EXERCISE:
Pull out every line below holding the word "UpdateStats".

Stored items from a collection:
▬▬▬▬▬▬▬▬▬▬
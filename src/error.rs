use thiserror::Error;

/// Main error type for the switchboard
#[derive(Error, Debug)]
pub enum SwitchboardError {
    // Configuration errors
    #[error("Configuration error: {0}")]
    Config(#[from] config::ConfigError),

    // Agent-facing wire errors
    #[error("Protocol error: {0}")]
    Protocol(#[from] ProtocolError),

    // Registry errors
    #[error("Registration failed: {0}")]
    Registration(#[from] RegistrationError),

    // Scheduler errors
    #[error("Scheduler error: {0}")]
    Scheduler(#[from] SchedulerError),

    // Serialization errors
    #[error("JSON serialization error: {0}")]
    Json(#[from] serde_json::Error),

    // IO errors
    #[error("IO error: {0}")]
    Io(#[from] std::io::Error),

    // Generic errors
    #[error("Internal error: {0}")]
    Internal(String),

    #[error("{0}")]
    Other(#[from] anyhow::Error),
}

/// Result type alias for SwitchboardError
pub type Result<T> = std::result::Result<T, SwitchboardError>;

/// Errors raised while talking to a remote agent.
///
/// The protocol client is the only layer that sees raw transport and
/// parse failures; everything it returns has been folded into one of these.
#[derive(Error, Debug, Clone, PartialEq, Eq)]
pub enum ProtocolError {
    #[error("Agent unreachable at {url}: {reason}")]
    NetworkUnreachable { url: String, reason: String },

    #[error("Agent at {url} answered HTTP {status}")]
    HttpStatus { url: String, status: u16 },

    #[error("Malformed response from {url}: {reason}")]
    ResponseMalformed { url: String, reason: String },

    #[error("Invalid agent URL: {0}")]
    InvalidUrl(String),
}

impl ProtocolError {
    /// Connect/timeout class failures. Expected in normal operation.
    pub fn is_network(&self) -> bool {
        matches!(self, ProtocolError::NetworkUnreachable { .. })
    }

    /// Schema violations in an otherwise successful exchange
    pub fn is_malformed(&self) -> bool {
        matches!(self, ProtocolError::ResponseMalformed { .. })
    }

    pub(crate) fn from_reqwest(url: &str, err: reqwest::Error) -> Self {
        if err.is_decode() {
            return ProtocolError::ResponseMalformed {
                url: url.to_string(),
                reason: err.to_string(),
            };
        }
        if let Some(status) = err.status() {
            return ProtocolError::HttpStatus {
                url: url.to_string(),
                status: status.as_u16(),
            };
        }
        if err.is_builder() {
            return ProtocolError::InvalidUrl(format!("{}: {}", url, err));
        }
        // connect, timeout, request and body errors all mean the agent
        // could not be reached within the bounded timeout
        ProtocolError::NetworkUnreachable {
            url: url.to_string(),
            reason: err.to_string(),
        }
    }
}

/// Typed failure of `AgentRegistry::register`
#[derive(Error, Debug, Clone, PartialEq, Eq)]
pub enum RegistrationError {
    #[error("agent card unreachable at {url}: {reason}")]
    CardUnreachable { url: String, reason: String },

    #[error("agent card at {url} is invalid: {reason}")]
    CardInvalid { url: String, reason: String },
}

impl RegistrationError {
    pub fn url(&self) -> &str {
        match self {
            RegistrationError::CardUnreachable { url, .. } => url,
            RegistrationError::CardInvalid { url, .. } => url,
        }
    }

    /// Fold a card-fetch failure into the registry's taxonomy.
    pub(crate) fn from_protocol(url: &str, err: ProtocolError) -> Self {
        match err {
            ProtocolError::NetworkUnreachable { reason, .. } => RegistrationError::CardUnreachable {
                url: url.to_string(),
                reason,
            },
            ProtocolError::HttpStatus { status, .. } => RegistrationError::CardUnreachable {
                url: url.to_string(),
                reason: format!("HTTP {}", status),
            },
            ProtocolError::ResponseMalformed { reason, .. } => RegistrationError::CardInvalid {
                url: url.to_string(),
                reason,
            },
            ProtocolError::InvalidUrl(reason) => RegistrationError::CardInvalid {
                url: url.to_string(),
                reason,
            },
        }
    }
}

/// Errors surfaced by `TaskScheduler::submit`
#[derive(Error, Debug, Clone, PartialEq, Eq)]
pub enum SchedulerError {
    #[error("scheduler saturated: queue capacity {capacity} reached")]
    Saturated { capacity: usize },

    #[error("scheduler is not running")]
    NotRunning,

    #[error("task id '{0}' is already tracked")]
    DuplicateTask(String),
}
▬▬▬▬▬▬▬▬▬▬
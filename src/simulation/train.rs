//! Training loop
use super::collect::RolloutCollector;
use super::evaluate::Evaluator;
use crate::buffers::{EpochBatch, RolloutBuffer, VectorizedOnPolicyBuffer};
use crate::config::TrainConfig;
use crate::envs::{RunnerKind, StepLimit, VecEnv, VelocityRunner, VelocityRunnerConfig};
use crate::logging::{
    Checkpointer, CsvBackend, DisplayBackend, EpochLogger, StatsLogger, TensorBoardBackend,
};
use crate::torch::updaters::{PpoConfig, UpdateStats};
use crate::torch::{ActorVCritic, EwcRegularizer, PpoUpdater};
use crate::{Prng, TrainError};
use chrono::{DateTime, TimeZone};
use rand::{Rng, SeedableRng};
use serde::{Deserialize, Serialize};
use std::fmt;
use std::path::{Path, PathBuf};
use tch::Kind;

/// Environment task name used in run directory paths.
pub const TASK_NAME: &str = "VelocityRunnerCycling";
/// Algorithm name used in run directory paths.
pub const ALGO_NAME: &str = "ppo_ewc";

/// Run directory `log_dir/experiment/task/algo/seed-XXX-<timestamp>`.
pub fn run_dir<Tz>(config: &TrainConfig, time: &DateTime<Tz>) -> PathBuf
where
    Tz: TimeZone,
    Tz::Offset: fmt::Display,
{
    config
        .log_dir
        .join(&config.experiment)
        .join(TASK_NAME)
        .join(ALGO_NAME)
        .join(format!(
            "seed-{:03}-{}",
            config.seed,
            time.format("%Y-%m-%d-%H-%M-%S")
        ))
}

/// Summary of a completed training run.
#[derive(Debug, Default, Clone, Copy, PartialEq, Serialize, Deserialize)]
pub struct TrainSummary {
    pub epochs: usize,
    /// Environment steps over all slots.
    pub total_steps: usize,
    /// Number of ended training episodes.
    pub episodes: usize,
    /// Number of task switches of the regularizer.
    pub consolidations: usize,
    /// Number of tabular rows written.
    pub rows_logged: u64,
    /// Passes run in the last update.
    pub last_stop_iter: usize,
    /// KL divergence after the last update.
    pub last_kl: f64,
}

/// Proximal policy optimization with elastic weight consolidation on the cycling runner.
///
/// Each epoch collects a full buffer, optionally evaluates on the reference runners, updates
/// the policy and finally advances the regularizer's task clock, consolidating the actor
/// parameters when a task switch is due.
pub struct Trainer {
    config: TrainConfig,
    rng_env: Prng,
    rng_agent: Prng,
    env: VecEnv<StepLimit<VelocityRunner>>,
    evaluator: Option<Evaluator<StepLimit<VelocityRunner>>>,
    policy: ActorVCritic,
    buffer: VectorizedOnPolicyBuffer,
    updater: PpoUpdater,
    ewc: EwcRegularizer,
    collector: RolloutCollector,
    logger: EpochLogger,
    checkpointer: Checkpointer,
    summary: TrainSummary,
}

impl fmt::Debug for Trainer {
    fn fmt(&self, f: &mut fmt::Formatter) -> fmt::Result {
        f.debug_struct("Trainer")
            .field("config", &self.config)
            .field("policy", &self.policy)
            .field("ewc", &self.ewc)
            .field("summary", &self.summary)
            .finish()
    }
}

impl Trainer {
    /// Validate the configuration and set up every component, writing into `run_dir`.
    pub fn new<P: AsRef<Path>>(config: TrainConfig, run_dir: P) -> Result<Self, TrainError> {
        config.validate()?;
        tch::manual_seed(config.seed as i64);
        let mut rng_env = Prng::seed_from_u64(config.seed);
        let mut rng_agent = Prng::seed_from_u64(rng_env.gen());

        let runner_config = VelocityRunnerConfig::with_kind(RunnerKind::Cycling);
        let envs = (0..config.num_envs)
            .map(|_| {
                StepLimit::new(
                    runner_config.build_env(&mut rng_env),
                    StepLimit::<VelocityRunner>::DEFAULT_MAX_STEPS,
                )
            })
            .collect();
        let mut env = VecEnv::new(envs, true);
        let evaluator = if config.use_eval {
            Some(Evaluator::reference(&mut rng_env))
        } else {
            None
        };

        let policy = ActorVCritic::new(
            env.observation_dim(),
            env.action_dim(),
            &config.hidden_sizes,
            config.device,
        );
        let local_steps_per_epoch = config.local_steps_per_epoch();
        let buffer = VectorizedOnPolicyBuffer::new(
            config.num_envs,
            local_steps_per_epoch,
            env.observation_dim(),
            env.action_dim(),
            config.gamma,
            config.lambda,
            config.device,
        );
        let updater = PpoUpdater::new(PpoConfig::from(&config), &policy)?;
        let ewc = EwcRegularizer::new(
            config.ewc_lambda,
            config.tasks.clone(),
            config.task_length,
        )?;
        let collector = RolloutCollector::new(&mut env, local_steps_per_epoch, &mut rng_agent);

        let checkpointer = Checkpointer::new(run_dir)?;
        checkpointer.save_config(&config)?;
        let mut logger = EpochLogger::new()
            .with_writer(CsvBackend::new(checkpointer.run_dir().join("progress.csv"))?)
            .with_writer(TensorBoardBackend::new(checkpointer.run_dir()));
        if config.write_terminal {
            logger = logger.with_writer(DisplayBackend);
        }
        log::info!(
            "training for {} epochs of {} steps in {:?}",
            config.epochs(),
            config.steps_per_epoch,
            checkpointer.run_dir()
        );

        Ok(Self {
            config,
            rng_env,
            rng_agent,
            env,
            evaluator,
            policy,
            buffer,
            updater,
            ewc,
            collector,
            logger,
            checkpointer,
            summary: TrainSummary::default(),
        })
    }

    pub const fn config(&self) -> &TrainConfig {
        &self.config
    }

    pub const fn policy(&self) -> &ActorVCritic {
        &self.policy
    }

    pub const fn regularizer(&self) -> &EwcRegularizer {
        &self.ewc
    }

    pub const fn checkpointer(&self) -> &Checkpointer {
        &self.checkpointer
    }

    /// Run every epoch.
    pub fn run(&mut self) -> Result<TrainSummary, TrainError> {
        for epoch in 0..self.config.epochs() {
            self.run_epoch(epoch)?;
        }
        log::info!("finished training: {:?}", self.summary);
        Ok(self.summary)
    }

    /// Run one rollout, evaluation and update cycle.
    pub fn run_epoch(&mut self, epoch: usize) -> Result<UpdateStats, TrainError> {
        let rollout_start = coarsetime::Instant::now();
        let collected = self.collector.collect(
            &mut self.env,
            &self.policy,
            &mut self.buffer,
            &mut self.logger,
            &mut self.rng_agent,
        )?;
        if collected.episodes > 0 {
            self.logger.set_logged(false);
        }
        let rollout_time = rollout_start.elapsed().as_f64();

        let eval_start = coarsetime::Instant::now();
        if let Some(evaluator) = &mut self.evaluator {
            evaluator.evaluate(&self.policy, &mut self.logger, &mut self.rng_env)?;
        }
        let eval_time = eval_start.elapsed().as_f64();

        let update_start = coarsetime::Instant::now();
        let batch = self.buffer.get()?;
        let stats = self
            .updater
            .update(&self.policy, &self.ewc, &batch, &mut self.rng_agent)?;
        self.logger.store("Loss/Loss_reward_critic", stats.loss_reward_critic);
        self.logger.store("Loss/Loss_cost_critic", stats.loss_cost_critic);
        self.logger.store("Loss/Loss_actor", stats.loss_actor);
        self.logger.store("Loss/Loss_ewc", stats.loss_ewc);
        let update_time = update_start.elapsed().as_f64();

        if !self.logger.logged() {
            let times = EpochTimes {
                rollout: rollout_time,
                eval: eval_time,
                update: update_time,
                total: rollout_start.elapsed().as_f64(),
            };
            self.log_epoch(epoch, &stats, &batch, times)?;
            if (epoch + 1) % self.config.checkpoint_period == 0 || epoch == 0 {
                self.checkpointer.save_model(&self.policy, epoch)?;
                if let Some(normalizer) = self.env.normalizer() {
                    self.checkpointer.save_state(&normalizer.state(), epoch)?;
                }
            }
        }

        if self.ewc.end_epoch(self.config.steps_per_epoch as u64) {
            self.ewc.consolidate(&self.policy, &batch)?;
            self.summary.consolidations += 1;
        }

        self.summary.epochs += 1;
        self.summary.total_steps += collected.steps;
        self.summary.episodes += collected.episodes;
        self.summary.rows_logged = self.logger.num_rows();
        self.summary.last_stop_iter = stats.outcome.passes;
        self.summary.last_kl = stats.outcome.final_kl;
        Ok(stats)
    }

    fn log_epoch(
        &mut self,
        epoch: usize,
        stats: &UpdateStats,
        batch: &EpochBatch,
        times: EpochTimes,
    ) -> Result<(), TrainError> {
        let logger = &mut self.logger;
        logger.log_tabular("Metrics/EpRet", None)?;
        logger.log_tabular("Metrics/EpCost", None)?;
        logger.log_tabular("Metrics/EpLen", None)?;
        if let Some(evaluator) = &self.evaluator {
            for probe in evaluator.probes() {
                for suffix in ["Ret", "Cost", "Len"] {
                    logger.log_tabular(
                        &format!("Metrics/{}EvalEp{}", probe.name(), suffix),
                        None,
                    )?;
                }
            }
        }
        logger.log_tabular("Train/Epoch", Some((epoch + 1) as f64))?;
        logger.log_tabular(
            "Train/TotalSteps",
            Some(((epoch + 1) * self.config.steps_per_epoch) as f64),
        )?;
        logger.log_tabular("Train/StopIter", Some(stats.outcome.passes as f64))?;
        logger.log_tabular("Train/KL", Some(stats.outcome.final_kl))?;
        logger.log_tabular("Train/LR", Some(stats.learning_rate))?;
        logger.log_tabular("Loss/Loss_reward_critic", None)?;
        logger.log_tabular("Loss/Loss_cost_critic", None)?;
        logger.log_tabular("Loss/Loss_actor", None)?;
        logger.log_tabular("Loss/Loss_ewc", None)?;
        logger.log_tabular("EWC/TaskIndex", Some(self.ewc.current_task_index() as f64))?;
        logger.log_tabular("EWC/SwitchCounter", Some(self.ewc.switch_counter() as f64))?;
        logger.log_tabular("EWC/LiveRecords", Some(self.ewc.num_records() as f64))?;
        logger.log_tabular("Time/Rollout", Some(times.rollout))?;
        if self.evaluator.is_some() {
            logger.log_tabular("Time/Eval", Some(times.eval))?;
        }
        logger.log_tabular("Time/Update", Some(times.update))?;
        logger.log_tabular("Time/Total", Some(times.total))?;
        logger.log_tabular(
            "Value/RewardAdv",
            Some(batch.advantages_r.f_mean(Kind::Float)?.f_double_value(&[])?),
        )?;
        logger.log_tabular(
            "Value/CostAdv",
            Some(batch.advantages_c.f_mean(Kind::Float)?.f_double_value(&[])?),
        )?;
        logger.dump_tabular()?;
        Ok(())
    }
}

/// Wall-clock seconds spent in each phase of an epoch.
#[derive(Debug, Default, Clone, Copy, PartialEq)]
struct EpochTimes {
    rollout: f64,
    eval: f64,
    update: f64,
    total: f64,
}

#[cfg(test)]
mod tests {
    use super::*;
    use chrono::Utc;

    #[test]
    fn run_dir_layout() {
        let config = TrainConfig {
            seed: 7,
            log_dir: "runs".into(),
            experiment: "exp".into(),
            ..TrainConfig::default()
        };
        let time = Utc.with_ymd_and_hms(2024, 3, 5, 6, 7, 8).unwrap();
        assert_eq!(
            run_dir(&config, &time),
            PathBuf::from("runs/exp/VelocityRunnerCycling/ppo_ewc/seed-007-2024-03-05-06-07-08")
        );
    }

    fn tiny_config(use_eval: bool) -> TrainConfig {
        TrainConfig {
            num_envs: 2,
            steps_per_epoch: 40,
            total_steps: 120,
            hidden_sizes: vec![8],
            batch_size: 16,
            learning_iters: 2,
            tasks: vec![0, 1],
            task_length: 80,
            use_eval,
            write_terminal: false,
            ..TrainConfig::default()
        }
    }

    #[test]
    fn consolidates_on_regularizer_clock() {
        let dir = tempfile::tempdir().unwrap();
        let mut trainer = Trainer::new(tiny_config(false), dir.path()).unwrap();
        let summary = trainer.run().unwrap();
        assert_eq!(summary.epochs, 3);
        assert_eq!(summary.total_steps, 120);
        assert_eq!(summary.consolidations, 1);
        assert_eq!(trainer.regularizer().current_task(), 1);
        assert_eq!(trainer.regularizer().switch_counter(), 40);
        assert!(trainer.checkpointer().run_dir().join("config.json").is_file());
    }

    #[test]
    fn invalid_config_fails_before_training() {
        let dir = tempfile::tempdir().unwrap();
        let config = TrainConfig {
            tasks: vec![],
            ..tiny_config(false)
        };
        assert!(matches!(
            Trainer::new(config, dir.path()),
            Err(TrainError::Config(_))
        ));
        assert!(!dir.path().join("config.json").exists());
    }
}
▬▬▬▬▬▬▬▬▬▬
RESULT:
use crate::torch::updaters::{PpoConfig, UpdateStats};
    pub fn run_epoch(&mut self, epoch: usize) -> Result<UpdateStats, TrainError> {
        stats: &UpdateStats,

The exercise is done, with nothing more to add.